Divino tesoro
La juventud era una enfermedad que se curaba con el tiempo, pero ya la hemos convertido en enfermedad crónica. Los chicos están tan desmejorados que para salir a flote no sólo necesitan el dinero de sus padres, sino también el de sus tíos, sus abuelos y sus vecinos de escalera, vamos, el de los contribuyentes. Y es que uno oye a los políticos (y a los jóvenes con vocación de serlo un día) y concluye que ser joven es arduo y denodado. El calvario que soportan jamás podría concebirlo un anciano, un enfermo o un impedido.
Hemos convertido a los jóvenes en enfermos imaginarios. El pensamiento dominante hace de ellos trasuntos del personaje de Moliere. Ser joven: vaya patología. Ante seres tan frágiles y endebles, los políticos acuden, diligentes, con el maletín de primeros auxilios y el equipo de ventilación asistida. La juventud lloriquea y los políticos ponen a calentar el biberón del presupuesto público; y les cantan la nana de que los mayores son tontos, malvados y egoístas. Es curioso que, aun reconociéndose tontos, malvados y egoístas, los políticos pidan a los jóvenes (bien preparados, solidarios y honestos, según les cuentan sin cesar) su voto para seguir mandando.
Claro que el voto, en las democracias subvertidas, importa un precio, y por eso los jóvenes, soliviantados ante la palmaria injusticia que supone tener apenas educación gratuita, sanidad gratuita, polideportivos gratuitos y casas de cultura gratuitas, exigen más cosas gratuitas: transporte, vivienda y, por supuesto, conciertos de rock subvencionados. Hace poco, en un acto electoral, un estudiante de la universidad pública (cuyos estudios se ofrecen muy por debajo del costo real) denunciaba ante un candidato lo caro que resultaba el transporte universitario (también ofertado por debajo del costo real) y el candidato, con olímpica inmoralidad, respondió en plural al padeciente: "¡Tenéis razón, tenéis razón!"

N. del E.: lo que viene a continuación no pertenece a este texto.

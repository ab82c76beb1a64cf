//! Sub-configuration structs with their defaults.

use crate::model::ModelId;
use serde::{Deserialize, Serialize};

/// Remote inference settings.
#[derive(Debug, Clone, Serialize, Deserialize)]
#[serde(default)]
pub struct InferenceConfig {
    /// API credential (supports ${ENV_VAR} syntax)
    pub api_key: String,

    /// Base URL of the OpenAI-compatible API (supports ${ENV_VAR} syntax)
    pub api_base: String,

    /// Output token ceiling per analysis
    pub max_tokens: u32,

    /// Sampling temperature; near zero keeps answers stable
    pub temperature: f64,

    /// Transport timeout for one call, in milliseconds
    pub timeout_ms: u64,

    /// Model preselected in the UI and used by `sehat analyze`
    pub default_model: ModelId,
}

impl Default for InferenceConfig {
    fn default() -> Self {
        Self {
            api_key: "${API_KEY}".to_string(),
            api_base: "${API_BASE}".to_string(),
            max_tokens: 1000,
            temperature: 0.01,
            timeout_ms: 60_000,
            default_model: ModelId::default(),
        }
    }
}

/// Image normalization settings.
#[derive(Debug, Clone, Serialize, Deserialize)]
#[serde(default)]
pub struct PreprocessConfig {
    /// Longest edge allowed in the transmitted image, in pixels
    pub max_dimension: u32,
}

impl Default for PreprocessConfig {
    fn default() -> Self {
        Self {
            max_dimension: 1024,
        }
    }
}

/// Resource limits to protect against problematic uploads.
#[derive(Debug, Clone, Serialize, Deserialize)]
#[serde(default)]
pub struct LimitsConfig {
    /// Maximum upload size in megabytes
    pub max_upload_size_mb: u64,
}

impl Default for LimitsConfig {
    fn default() -> Self {
        Self {
            max_upload_size_mb: 20,
        }
    }
}

/// Web UI settings.
#[derive(Debug, Clone, Serialize, Deserialize)]
#[serde(default)]
pub struct ServerConfig {
    /// Bind address
    pub host: String,

    /// Bind port
    pub port: u16,

    /// Directory of example images offered as one-click inputs
    pub examples_dir: String,
}

impl Default for ServerConfig {
    fn default() -> Self {
        Self {
            host: "127.0.0.1".to_string(),
            port: 7860,
            examples_dir: "~/.sehat/examples".to_string(),
        }
    }
}

/// Logging settings.
#[derive(Debug, Clone, Serialize, Deserialize)]
#[serde(default)]
pub struct LoggingConfig {
    /// Log level: error, warn, info, debug, trace
    pub level: String,

    /// Log format: "pretty" or "json"
    pub format: String,
}

impl Default for LoggingConfig {
    fn default() -> Self {
        Self {
            level: "info".to_string(),
            format: "pretty".to_string(),
        }
    }
}
//! Sehat CLI - your AI nutritionist.
//!
//! Upload a photo of a product label, food item, or menu and get a
//! plain-language nutrition summary from a remote vision model.
//!
//! # Usage
//!
//! ```bash
//! # Analyze one image from the terminal
//! sehat analyze label.jpg --model qwen/qwen-2.5-72b-instruct
//!
//! # Start the web UI
//! sehat serve --port 7860
//!
//! # List supported models
//! sehat models
//!
//! # View configuration
//! sehat config show
//! ```

use clap::{Parser, Subcommand};

mod cli;
mod logging;
mod server;

/// Sehat - nutrition insights from photos of labels, food, and menus.
#[derive(Parser, Debug)]
#[command(name = "sehat")]
#[command(author, version, about, long_about = None)]
#[command(propagate_version = true)]
struct Cli {
    /// Enable verbose (debug) logging
    #[arg(short, long, global = true)]
    verbose: bool,

    /// Output logs in JSON format
    #[arg(long, global = true)]
    json_logs: bool,

    #[command(subcommand)]
    command: Commands,
}

/// Available commands.
#[derive(Subcommand, Debug)]
enum Commands {
    /// Analyze a single image and print the result
    Analyze(cli::analyze::AnalyzeArgs),

    /// Serve the web UI
    Serve(cli::serve::ServeArgs),

    /// List supported models
    Models,

    /// View and manage configuration
    Config(cli::config::ConfigArgs),
}

#[tokio::main]
async fn main() -> anyhow::Result<()> {
    let cli = Cli::parse();

    // Logging isn't initialized yet, so use eprintln for config warnings.
    let config = match sehat_core::Config::load() {
        Ok(config) => config,
        Err(e) => {
            eprintln!(
                "Warning: Failed to load config: {e}\n  \
                 Using default configuration. Check your config file with `sehat config path`."
            );
            sehat_core::Config::default()
        }
    };
    logging::init_from_config(&config, cli.verbose, cli.json_logs);

    tracing::debug!("Sehat v{}", sehat_core::VERSION);

    match cli.command {
        Commands::Analyze(args) => cli::analyze::execute(args, config).await,
        Commands::Serve(args) => cli::serve::execute(args, config).await,
        Commands::Models => cli::models::execute(&config),
        Commands::Config(args) => cli::config::execute(args, &config),
    }
}
use serde::Serialize;

#[derive(Debug, Serialize)]
pub struct AnalyzeResponse {
    pub status: &'static str,
    pub model: String,
    pub text: String,
}

#[derive(Debug, Serialize)]
pub struct ModelsResponse {
    pub models: Vec<String>,
    pub default: String,
}

#[derive(Debug, Serialize)]
pub struct ExamplesResponse {
    pub examples: Vec<String>,
}

#[derive(Debug, Serialize)]
pub struct ErrorResponse {
    pub error: String,
}
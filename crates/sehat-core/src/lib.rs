//! Sehat Core - nutrition analysis of food photos via remote vision models.
//!
//! Sehat takes a photo of a product label, food item, or menu, normalizes it
//! into a bounded PNG payload, and asks a multimodal chat-completion model
//! for a plain-language nutritional description.
//!
//! # Architecture
//!
//! ```text
//! Upload → Decode → Downscale (≤1024px) → base64 PNG → Chat Completion → Text
//! ```
//!
//! The core has no UI dependencies. [`Analyzer::analyze`] is the single entry
//! point and always returns display text, never an error.
//!
//! # Usage
//!
//! ```rust,no_run
//! use sehat_core::{Analyzer, Config, ModelId};
//!
//! #[tokio::main]
//! async fn main() -> Result<(), Box<dyn std::error::Error>> {
//!     let config = Config::load()?;
//!     let analyzer = Analyzer::from_config(&config);
//!
//!     let bytes = std::fs::read("./label.jpg")?;
//!     let result = analyzer.analyze_bytes(Some(bytes), ModelId::default()).await;
//!     println!("{result}");
//!     Ok(())
//! }
//! ```

// Module declarations
pub mod analysis;
pub mod config;
pub mod error;
pub mod llm;
pub mod model;
pub mod pipeline;

// Re-exports for convenient access
pub use analysis::{AnalysisResult, Analyzer, ANALYSIS_PROMPT, ERROR_PREFIX, GUIDANCE_MESSAGE};
pub use config::{Config, InferenceSettings};
pub use error::{AnalysisError, ConfigError, EncodingError, InferenceError, InferenceErrorKind};
pub use llm::{CompletionOptions, InferenceClient, OpenAiClient};
pub use model::{ModelId, UnknownModel};
pub use pipeline::{EncodedPayload, ImageDecoder, ImagePreprocessor};

/// Library version.
pub const VERSION: &str = env!("CARGO_PKG_VERSION");

#[cfg(test)]
mod tests {
    use super::*;

    #[test]
    fn test_version() {
        assert!(!VERSION.is_empty());
    }

    #[tokio::test]
    async fn test_analyzer_from_config_without_credentials() {
        let mut config = Config::default();
        config.inference.api_key = String::new();
        config.inference.api_base = String::new();
        let analyzer = Analyzer::from_config(&config);

        let result = analyzer.analyze(None, ModelId::default()).await;
        assert_eq!(result, AnalysisResult::Guidance);

        let image = image::DynamicImage::new_rgb8(16, 16);
        let result = analyzer.analyze(Some(image), ModelId::default()).await;
        assert!(result.text().starts_with(ERROR_PREFIX));
        assert!(result.text().contains("API_BASE"));
    }
}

Recordamos la depravación de algún siglo romano, cuando los emperadores donaban pan al populacho y organizaban gratuitos espectáculos circenses, pero olvidamos que chapoteamos en la misma ciénaga: los políticos halagan los bajos instintos, reparten ayudas a colectivos sociales o empresariales, satisfacen deseos parciales y egoístas, regalan los oídos del votante, y evitan con éxito la evidencia de que todo lo que reparten sale de los bolsillos de la gente, de esa gente que no es lo suficientemente rica como para esquivar a Hacienda ni lo suficientemente pobre como para saberse a salvo de ella. Sí, las próximas elecciones serán muy importantes. Pero el ganador, sea el que sea, no sentirá vergüenza alguna ante esta perversión colectiva: haber convertido al pueblo en populacho, haber liquidado el principio de la responsabilidad personal, haber educado a los jóvenes, uno a uno, en la fantasía de que nada de lo que ocurre podrá ser culpa suya.